> _Task statement_
Please write out exactly the lines of the data below from the line holding "Self::with_client(Client::new(), server_url)" through the line holding "impl ItemsApi for", and leave out the rest.

Saved entries
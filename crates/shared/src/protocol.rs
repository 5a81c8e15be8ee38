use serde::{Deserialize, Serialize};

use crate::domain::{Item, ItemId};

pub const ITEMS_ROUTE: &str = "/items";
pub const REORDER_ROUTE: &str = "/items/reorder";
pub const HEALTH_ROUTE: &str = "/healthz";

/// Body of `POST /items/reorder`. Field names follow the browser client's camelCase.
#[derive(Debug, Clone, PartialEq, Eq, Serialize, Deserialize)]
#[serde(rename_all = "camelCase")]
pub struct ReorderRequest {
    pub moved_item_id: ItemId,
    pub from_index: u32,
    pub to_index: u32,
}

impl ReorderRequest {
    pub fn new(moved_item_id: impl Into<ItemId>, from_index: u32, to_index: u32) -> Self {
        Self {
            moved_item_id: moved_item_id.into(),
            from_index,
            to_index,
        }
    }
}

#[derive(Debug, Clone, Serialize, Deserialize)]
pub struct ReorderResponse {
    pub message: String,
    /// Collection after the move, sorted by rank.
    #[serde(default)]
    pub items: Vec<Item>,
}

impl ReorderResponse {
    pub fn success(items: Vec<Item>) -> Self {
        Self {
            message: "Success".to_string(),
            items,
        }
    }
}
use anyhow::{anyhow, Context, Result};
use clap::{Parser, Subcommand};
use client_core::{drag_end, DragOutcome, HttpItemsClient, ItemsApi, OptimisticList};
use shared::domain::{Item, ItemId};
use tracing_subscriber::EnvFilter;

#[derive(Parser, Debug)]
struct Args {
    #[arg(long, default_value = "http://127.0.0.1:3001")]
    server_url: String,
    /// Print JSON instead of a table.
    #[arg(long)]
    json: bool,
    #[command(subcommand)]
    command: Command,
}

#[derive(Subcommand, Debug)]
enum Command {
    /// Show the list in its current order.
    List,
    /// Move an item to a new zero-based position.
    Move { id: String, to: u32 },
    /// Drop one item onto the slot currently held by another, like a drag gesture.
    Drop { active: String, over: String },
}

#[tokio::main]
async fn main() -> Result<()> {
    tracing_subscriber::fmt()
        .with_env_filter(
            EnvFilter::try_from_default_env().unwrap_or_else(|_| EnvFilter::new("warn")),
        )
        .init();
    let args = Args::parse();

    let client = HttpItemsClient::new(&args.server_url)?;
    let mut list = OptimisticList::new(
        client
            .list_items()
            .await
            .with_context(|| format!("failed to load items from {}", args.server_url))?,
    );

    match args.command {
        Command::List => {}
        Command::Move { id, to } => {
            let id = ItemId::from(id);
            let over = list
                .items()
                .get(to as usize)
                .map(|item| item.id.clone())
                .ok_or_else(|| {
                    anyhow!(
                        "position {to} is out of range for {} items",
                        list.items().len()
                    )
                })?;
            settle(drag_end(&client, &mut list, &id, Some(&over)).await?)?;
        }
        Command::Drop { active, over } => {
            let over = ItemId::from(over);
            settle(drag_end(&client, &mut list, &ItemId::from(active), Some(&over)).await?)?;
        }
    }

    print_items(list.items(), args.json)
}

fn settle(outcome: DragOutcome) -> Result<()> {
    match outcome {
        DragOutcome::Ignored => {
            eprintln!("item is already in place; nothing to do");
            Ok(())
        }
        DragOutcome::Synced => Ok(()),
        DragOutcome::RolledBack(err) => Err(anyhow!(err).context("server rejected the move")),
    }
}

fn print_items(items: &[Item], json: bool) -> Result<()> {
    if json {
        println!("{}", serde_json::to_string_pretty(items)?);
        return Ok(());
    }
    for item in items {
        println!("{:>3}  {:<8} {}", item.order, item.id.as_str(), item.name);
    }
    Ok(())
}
...
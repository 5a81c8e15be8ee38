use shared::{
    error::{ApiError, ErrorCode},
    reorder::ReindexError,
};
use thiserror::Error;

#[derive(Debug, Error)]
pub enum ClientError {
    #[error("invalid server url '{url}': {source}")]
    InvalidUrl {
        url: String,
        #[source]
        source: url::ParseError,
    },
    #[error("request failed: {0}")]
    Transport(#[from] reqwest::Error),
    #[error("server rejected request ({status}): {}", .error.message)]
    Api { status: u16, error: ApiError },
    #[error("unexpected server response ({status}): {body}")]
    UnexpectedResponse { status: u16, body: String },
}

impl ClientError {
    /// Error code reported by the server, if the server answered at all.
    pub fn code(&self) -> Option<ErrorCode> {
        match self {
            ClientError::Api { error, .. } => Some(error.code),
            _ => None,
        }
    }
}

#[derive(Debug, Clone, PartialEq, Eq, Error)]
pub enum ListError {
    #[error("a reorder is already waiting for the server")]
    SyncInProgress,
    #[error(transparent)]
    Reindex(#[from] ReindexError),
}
--
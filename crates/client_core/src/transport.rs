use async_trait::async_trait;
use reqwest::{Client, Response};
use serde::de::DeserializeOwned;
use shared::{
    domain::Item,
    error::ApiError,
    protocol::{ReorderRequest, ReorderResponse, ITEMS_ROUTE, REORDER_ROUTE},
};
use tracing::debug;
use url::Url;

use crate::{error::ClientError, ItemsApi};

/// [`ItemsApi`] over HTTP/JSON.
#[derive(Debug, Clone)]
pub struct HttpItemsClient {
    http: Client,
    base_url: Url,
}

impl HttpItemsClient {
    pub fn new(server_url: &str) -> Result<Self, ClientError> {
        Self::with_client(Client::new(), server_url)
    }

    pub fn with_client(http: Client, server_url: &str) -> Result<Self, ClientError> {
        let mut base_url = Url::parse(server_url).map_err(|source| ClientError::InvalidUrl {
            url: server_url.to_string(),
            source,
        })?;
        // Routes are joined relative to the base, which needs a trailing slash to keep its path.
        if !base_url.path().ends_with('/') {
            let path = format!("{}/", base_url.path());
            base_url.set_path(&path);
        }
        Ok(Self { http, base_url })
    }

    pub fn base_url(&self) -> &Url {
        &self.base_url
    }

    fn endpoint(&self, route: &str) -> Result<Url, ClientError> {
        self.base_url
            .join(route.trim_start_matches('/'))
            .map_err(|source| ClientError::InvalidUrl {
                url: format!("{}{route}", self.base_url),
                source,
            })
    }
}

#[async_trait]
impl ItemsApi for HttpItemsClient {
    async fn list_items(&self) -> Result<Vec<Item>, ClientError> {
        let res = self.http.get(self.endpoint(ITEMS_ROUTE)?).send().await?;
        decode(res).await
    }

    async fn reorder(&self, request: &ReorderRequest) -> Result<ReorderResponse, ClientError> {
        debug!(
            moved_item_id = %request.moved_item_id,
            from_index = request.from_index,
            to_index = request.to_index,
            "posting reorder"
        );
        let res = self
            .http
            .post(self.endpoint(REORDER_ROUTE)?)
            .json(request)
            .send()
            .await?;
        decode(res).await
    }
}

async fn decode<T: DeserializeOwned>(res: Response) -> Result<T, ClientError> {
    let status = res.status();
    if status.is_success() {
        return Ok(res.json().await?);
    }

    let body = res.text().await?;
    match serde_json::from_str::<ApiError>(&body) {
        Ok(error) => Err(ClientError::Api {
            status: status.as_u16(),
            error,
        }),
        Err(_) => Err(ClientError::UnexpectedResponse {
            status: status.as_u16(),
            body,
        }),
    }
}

> _Exercise output_
        Self::with_client(Client::new(), server_url)
    }

    pub fn with_client(http: Client, server_url: &str) -> Result<Self, ClientError> {
        let mut base_url = Url::parse(server_url).map_err(|source| ClientError::InvalidUrl {
            url: server_url.to_string(),
            source,
        })?;
        // Routes are joined relative to the base, which needs a trailing slash to keep its path.
        if !base_url.path().ends_with('/') {
            let path = format!("{}/", base_url.path());
            base_url.set_path(&path);
        }
        Ok(Self { http, base_url })
    }

    pub fn base_url(&self) -> &Url {
        &self.base_url
    }

    fn endpoint(&self, route: &str) -> Result<Url, ClientError> {
        self.base_url
            .join(route.trim_start_matches('/'))
            .map_err(|source| ClientError::InvalidUrl {
                url: format!("{}{route}", self.base_url),
                source,
            })
    }
}

#[async_trait]
impl ItemsApi for HttpItemsClient {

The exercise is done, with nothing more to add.